Blair owns the B2 facility in Wickliffe. He has nine teams 9U-18U and 122 players overall, including several from Ashtabula County.
“I was very fortunate to be on an advisory committee,” he said. “Me and eight other guys from around the state. Some days, we had Zoom calls for 12 hours.”
Blair said he was scrolling through social media about three weeks ago and noticed youth sports weren’t accounted for.
“I talked with different coaches, including my high school coach Scott Barber and my coach at Mercyhurst, Joe Spano,” Blair said. “I talked to guys from Northwest Ohio to Cincinnati to Southeast Ohio, to see if there’s a chance we can do this safely.”
As it turned out, one of the committee members had a connection with DeWine.
“He knows DeWine’s youth sports director,” Blair said.
The committee put together a 20-point plan, ranging from the viability of players wearing masks to temperature checks at the gate to social distancing to no players in the dugout to changing out the baseballs every half inning.
Blair said the next step is to see what facilities and high schools are open.
But there are still gray areas that need to be worked out.
“We’re not out of the woods yet, but I think baseball will be played in some capacity,” Blair said. “We’ll stay in line about what the governor dictates.”
As far as the B2 teams’ schedules, two tournaments have been canceled, but the 14U-18U teams are scheduled to start June 4 and play 45 to 50 games.
“We have to be flexible,” Blair said.
The former Mercyhurst player and draft choice by the Chicago Cubs said baseball is more than just a game.
“It’s about these kids being able to be with their teammates,” Blair said. “Baseball provides much more than athletic appearances. Baseball will provide values to these boys that will last a lifetime. They need this.”
But ultimately, it comes down to following guidelines and cooperation among the teams.
“We want to make sure they’re safe and we have to do it the right way,” Blair said.
St. John tennis coach Todd Nassief was also pleased with Thursday’s announcement.
“I think it’s great. I feel like tennis should be one of the first sports that comes back,” he said. “I know that there are a lot of people out there playing golf right now, and I feel like tennis should be another one that’s rolled out early … you are social distancing, you’re staying away.
“You can actually not touch a common ball — one person can have one set of tennis balls and the other can use a different set. But I’ve played a few times, I’m not going to lie, and I felt real comfortable. We don’t high-five. We don’t shake hands after, we just touch racquets.”
Nassief envisions having a ladder this summer, though it may be in a different format to limit the number of people standing by and waiting. In the first couple of years of the ladder, competitors would challenge each other online, meet at a court, play a match and record it online.
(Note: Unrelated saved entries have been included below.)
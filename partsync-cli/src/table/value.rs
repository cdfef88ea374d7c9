//! Scalar cell values held by a table

use serde::{Deserialize, Serialize};

/// A single cell in a table
#[derive(Debug, Clone, PartialEq, Serialize, Deserialize)]
#[serde(untagged)]
pub enum Value {
    /// Null/empty cell
    Null,
    /// Text cell
    String(String),
    /// Whole number
    Int(i64),
    /// Floating point number
    Float(f64),
}

impl Value {
    /// Check if this value is null
    pub fn is_null(&self) -> bool {
        matches!(self, Value::Null)
    }

    /// Check if this value is a string
    pub fn is_string(&self) -> bool {
        matches!(self, Value::String(_))
    }

    /// Try to get as string
    pub fn as_str(&self) -> Option<&str> {
        match self {
            Value::String(s) => Some(s),
            _ => None,
        }
    }

    /// Render as text, with null becoming the empty string
    pub fn to_text(&self) -> String {
        match self {
            Value::Null => String::new(),
            Value::String(s) => s.clone(),
            Value::Int(i) => i.to_string(),
            Value::Float(f) => format_float(*f),
        }
    }

    /// Convert to JSON value for serialization
    pub fn to_json(&self) -> serde_json::Value {
        match self {
            Value::Null => serde_json::Value::Null,
            Value::String(s) => serde_json::Value::String(s.clone()),
            Value::Int(i) => serde_json::json!(*i),
            Value::Float(f) => serde_json::json!(*f),
        }
    }

    /// Parse from JSON value
    pub fn from_json(json: &serde_json::Value) -> Self {
        match json {
            serde_json::Value::Null => Value::Null,
            serde_json::Value::Bool(b) => Value::String(b.to_string()),
            serde_json::Value::Number(n) => {
                if let Some(i) = n.as_i64() {
                    Value::Int(i)
                } else if let Some(f) = n.as_f64() {
                    Value::Float(f)
                } else {
                    Value::Null
                }
            }
            serde_json::Value::String(s) => Value::String(s.clone()),
            serde_json::Value::Array(_) | serde_json::Value::Object(_) => {
                Value::String(json.to_string())
            }
        }
    }
}

/// Whole floats keep a trailing `.0` so `12.0` never collapses into the key `12`
fn format_float(f: f64) -> String {
    if f.is_finite() && f.fract() == 0.0 {
        format!("{:.1}", f)
    } else {
        format!("{}", f)
    }
}

impl std::fmt::Display for Value {
    fn fmt(&self, f: &mut std::fmt::Formatter<'_>) -> std::fmt::Result {
        match self {
            Value::Null => write!(f, "(null)"),
            other => write!(f, "{}", other.to_text()),
        }
    }
}

impl Default for Value {
    fn default() -> Self {
        Value::Null
    }
}

impl From<&str> for Value {
    fn from(s: &str) -> Self {
        Value::String(s.to_string())
    }
}

impl From<String> for Value {
    fn from(s: String) -> Self {
        Value::String(s)
    }
}

impl From<i64> for Value {
    fn from(i: i64) -> Self {
        Value::Int(i)
    }
}

impl From<f64> for Value {
    fn from(f: f64) -> Self {
        Value::Float(f)
    }
}

impl<T: Into<Value>> From<Option<T>> for Value {
    fn from(opt: Option<T>) -> Self {
        opt.map(Into::into).unwrap_or(Value::Null)
    }
}

#[cfg(test)]
mod tests {
    use super::*;
    use serde_json::json;

    #[test]
    fn test_to_text() {
        assert_eq!(Value::Null.to_text(), "");
        assert_eq!(Value::from("ab").to_text(), "ab");
        assert_eq!(Value::Int(42).to_text(), "42");
        assert_eq!(Value::Float(12.0).to_text(), "12.0");
        assert_eq!(Value::Float(1.5).to_text(), "1.5");
    }

    #[test]
    fn test_from_json() {
        assert_eq!(Value::from_json(&json!(null)), Value::Null);
        assert_eq!(Value::from_json(&json!(7)), Value::Int(7));
        assert_eq!(Value::from_json(&json!(2.5)), Value::Float(2.5));
        assert_eq!(Value::from_json(&json!("X")), Value::from("X"));
        assert_eq!(Value::from_json(&json!(true)), Value::from("true"));
    }

    #[test]
    fn test_untagged_serialization() {
        let encoded = serde_json::to_string(&vec![
            Value::Null,
            Value::from("D"),
            Value::Int(3),
        ])
        .unwrap();
        assert_eq!(encoded, r#"[null,"D",3]"#);
    }

    #[test]
    fn test_from_option() {
        let none: Option<&str> = None;
        assert_eq!(Value::from(none), Value::Null);
        assert_eq!(Value::from(Some("AB12")), Value::from("AB12"));
    }
}
mod cli;

use std::process::ExitCode;

use clap::Parser;

use cli::Cli;
use partsync::ReconcileError;

fn main() -> ExitCode {
    // .env may set RUST_LOG, so load it before the logger
    dotenvy::dotenv().ok();

    let cli = Cli::parse();
    cli::init_logging(cli.global.verbose);
    cli::configure_colors(cli.global.no_color);

    match cli::commands::dispatch(cli) {
        Ok(()) => ExitCode::SUCCESS,
        Err(e) => {
            eprintln!("Error: {:#}", e);
            exit_code_for_error(&e)
        }
    }
}

/// 2 for problems with the inputs, 1 for everything else
fn exit_code_for_error(err: &anyhow::Error) -> ExitCode {
    let input_error = err.chain().any(|cause| cause.is::<ReconcileError>());
    if input_error {
        ExitCode::from(2)
    } else {
        ExitCode::from(1)
    }
}
// Reusable services layer
//
// Logic here is independent of table ingestion and output so that the CLI
// and the pipeline share a single implementation.

pub mod matching;
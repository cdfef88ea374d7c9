//! `partsync config` subcommands

use anyhow::{Context, Result, bail};
use colored::*;

use partsync::ReconcileConfig;

use crate::cli::{ConfigAction, GlobalArgs, OutputFormat, load_config};

pub fn handle_config(global: &GlobalArgs, action: ConfigAction) -> Result<()> {
    match action {
        ConfigAction::Show => {
            let config = load_config(global)?;
            match global.format {
                OutputFormat::Json => crate::cli::output::print_json(&config)?,
                OutputFormat::Text => print!("{}", config.to_toml()?),
            }
        }
        ConfigAction::Path => {
            let path = ReconcileConfig::default_path()
                .context("Could not determine the user config directory")?;
            let state = if path.exists() {
                "exists".green()
            } else {
                "not created".yellow()
            };
            println!("{} ({})", path.display(), state);
        }
        ConfigAction::Init { force } => {
            let path = global
                .config
                .clone()
                .or_else(ReconcileConfig::default_path)
                .context("Could not determine the user config directory")?;

            if path.exists() && !force {
                bail!(
                    "Config file already exists: {} (use --force to overwrite)",
                    path.display()
                );
            }
            if let Some(parent) = path.parent() {
                std::fs::create_dir_all(parent)
                    .with_context(|| format!("Failed to create directory: {}", parent.display()))?;
            }

            let text = ReconcileConfig::default().to_toml()?;
            std::fs::write(&path, text)
                .with_context(|| format!("Failed to write config file: {}", path.display()))?;

            log::info!("Default configuration written to {}", path.display());
            println!("{} {}", "Created".green(), path.display().to_string().bright_green());
        }
    }
    Ok(())
}
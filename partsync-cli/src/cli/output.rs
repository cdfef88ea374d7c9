//! Human-readable and JSON rendering of command results

use anyhow::{Context, Result};
use colored::*;
use serde::Serialize;

use partsync::DataQualityWarning;
use partsync::reconcile::{
    ClassificationStats, GenericCleaningStats, MasterCleaningStats, MasterInsights, UpdateStats,
};
use partsync::services::matching::ColumnSuggestion;

/// Print any serializable value as pretty JSON
pub fn print_json<T: Serialize>(value: &T) -> Result<()> {
    let text = serde_json::to_string_pretty(value).context("Failed to format JSON output")?;
    println!("{}", text);
    Ok(())
}

fn heading(title: &str) {
    println!("{}", title.bold().underline());
}

fn metric(label: &str, value: impl std::fmt::Display) {
    println!("  {:<28} {}", label, value.to_string().cyan());
}

pub fn print_warnings(warnings: &[DataQualityWarning]) {
    for warning in warnings {
        println!("  {} {}", "warning:".yellow().bold(), warning);
    }
}

pub fn print_master_cleaning(stats: &MasterCleaningStats) {
    heading("Master cleaning");
    metric("Shape before", format!("{} x {}", stats.original_shape.0, stats.original_shape.1));
    metric("Shape after", format!("{} x {}", stats.final_shape.0, stats.final_shape.1));
    metric("Rows with null key", stats.rows_with_null_key);
    metric("Rows dropped", stats.rows_dropped);
    for rename in &stats.columns_renamed {
        println!("  {} {}", "renamed:".dimmed(), rename);
    }
    print_warnings(&stats.warnings);
    println!();
}

pub fn print_target_cleaning(stats: &GenericCleaningStats) {
    heading("Target cleaning");
    metric("Shape", format!("{} x {}", stats.final_shape.0, stats.final_shape.1));
    metric("Text columns cleaned", stats.string_columns_cleaned);
    metric("Leading columns swapped", stats.columns_swapped);
    for (old, new) in stats.columns_standardized.iter().filter(|(o, n)| o != n) {
        println!("  {} {} -> {}", "renamed:".dimmed(), old, new);
    }
    println!();
}

pub fn print_insights(insights: &MasterInsights, excluded: &str, intermediate: &str) {
    heading("Retired parts");
    metric(
        &format!("'{}' markers", excluded),
        format!("{} -> {}", insights.excluded_before, insights.excluded_after),
    );
    metric(
        &format!("'{}' markers", intermediate),
        format!("{} -> {}", insights.intermediate_before, insights.intermediate_after),
    );
    metric("Re-marked", insights.remarked);
    println!();
}

pub fn print_suggestion(input: &str, suggestion: &ColumnSuggestion) {
    let confidence = format!("{:.2}", suggestion.confidence);
    let confidence = if suggestion.confidence >= 0.9 {
        confidence.green()
    } else if suggestion.confidence > 0.0 {
        confidence.yellow()
    } else {
        confidence.red()
    };
    println!(
        "{} -> {} {} {}",
        input.dimmed(),
        suggestion.column.bright_green().bold(),
        suggestion.kind.label().dimmed(),
        confidence
    );
}

pub fn print_classification(stats: &ClassificationStats) {
    heading("Classification");
    metric("Master records", stats.master_records);
    metric("Lookup map size", stats.lookup_map_size);
    metric("Target rows", stats.total_processed);
    for (status, count) in &stats.status_counts {
        let pct = stats.status_percentages.get(status).copied().unwrap_or(0.0);
        println!("  {:<28} {} ({:.2}%)", status.bold(), count, pct);
    }
    print_warnings(&stats.warnings);
    println!();
}

pub fn print_update(stats: &UpdateStats) {
    heading("Master update");
    metric("Updated", stats.updated_count.to_string().green());
    metric("Inserted", stats.inserted_count.to_string().green());
    metric("Duplicates", stats.duplicates_count.to_string().yellow());
    metric("Skipped", stats.skipped_count);
    if stats.unmatched_count > 0 || stats.ignored_count > 0 {
        metric("  of which unmatched", stats.unmatched_count);
        metric("  of which ignored", stats.ignored_count);
    }
    print_warnings(&stats.warnings);
    println!();
}

pub fn print_written(what: &str, path: &std::path::Path) {
    println!("{} {} to {}", "Wrote".green(), what, path.display().to_string().bright_green());
}
//! CSV import and export

use std::io::Write;
use std::path::Path;

use anyhow::{Context, Result};
use csv::{ReaderBuilder, Writer};

use crate::table::{Table, Value};

/// Parse a CSV cell; empty cells are null
fn parse_cell(raw: &str, infer_numbers: bool) -> Value {
    if raw.is_empty() {
        return Value::Null;
    }
    if infer_numbers {
        let trimmed = raw.trim();
        if let Ok(i) = trimmed.parse::<i64>() {
            return Value::Int(i);
        }
        if let Ok(f) = trimmed.parse::<f64>() {
            if f.is_finite() {
                return Value::Float(f);
            }
        }
    }
    Value::String(raw.to_string())
}

/// Read a CSV file with a header row
pub fn read_csv(path: &Path, infer_numbers: bool) -> Result<Table> {
    let mut reader = ReaderBuilder::new()
        .flexible(true)
        .from_path(path)
        .with_context(|| format!("Failed to open CSV file: {}", path.display()))?;

    let columns: Vec<String> = reader
        .headers()
        .with_context(|| format!("Failed to read CSV header: {}", path.display()))?
        .iter()
        .map(|h| h.to_string())
        .collect();

    let mut rows = Vec::new();
    for (idx, record) in reader.records().enumerate() {
        let record = record.with_context(|| format!("Failed to read CSV row {}", idx + 2))?;
        rows.push(
            record
                .iter()
                .map(|cell| parse_cell(cell, infer_numbers))
                .collect(),
        );
    }

    let table = Table::from_rows(columns, rows);
    log::info!(
        "Read {} rows x {} columns from {}",
        table.len(),
        table.columns.len(),
        path.display()
    );
    Ok(table)
}

/// Write a table as CSV to any writer; header follows column order
pub fn write_csv_to<W: Write>(table: &Table, writer: W) -> Result<()> {
    let mut wtr = Writer::from_writer(writer);

    wtr.write_record(&table.columns)
        .context("Failed to write CSV header")?;

    for (idx, row) in table.rows.iter().enumerate() {
        let cells: Vec<String> = table
            .columns
            .iter()
            .map(|c| row.get(c).map(Value::to_text).unwrap_or_default())
            .collect();
        wtr.write_record(&cells)
            .with_context(|| format!("Failed to write CSV row {}", idx + 1))?;
    }

    wtr.flush().context("Failed to flush CSV writer")?;
    Ok(())
}

/// Write a table to a CSV file
pub fn write_csv(table: &Table, path: &Path) -> Result<()> {
    let file = std::fs::File::create(path)
        .with_context(|| format!("Failed to create CSV file: {}", path.display()))?;
    write_csv_to(table, file)?;
    log::info!("CSV file exported to: {}", path.display());
    Ok(())
}

#[cfg(test)]
mod tests {
    use super::*;
    use serde_json::json;

    fn temp_path(name: &str) -> std::path::PathBuf {
        std::env::temp_dir().join(format!("partsync-{}-{}", uuid::Uuid::new_v4(), name))
    }

    #[test]
    fn test_write_quotes_delimiters() {
        let table = Table::from_json_records(
            &["PN", "DESC", "QTY"],
            &json!([
                {"PN": "AB12", "DESC": "bolt, m8", "QTY": 4},
                {"PN": "CD99", "DESC": null, "QTY": 2.5}
            ]),
        );

        let mut buf = Vec::new();
        write_csv_to(&table, &mut buf).unwrap();
        let text = String::from_utf8(buf).unwrap();

        assert_eq!(text, "PN,DESC,QTY\nAB12,\"bolt, m8\",4\nCD99,,2.5\n");
    }

    #[test]
    fn test_read_csv_text_and_numbers() {
        let path = temp_path("read.csv");
        std::fs::write(&path, "PN,QTY,NOTE\nAB12,3,\n007,1.5,x\n").unwrap();

        let text = read_csv(&path, false).unwrap();
        assert_eq!(text.columns, vec!["PN", "QTY", "NOTE"]);
        assert_eq!(text.get(0, "QTY"), &Value::from("3"));
        assert_eq!(text.get(0, "NOTE"), &Value::Null);

        let numeric = read_csv(&path, true).unwrap();
        assert_eq!(numeric.get(0, "QTY"), &Value::Int(3));
        assert_eq!(numeric.get(1, "QTY"), &Value::Float(1.5));
        assert_eq!(numeric.get(1, "PN"), &Value::Int(7));

        std::fs::remove_file(&path).ok();
    }

    #[test]
    fn test_csv_file_round_trip_keeps_column_order() {
        let path = temp_path("order.csv");
        let table = Table::from_json_records(&["Z", "A"], &json!([{"Z": "1", "A": "2"}]));
        write_csv(&table, &path).unwrap();

        let back = read_csv(&path, false).unwrap();
        assert_eq!(back.columns, vec!["Z", "A"]);
        assert_eq!(back.get(0, "A"), &Value::from("2"));

        std::fs::remove_file(&path).ok();
    }
}
//! Reconciliation engine: normalization, classification and master updates

pub mod classify;
pub mod normalize;
pub mod pipeline;
pub mod update;

pub use classify::{
    ActivationStatus, ClassificationStats, LookupMap, STATUS_MISSING_KEY, STATUS_NOT_FOUND,
    STATUS_ZERO, classify,
};
pub use normalize::{
    GenericCleaningStats, GenericOptions, MasterCleaningStats, MasterInsights, clean_text,
    flag_retired_parts, normalize_column_name, normalize_generic, normalize_key, normalize_master,
    reposition_key,
};
pub use pipeline::{ReconcileSession, ReconciliationReport};
pub use update::{DuplicateEntry, MutationAction, RecordDiff, UpdatePolicy, UpdateStats, apply_updates};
“I don’t care what age they are … I want everybody to play tennis this summer,” Nassief said. “I don’t think a lot of families are going away on vacations as much [this summer] and the kids need something to do. Tennis is a great sport to do that and I think it’s very safe.”
Nassief’s long-range goal is to have a high school boys county championship and a high school girls county championship tournament in July.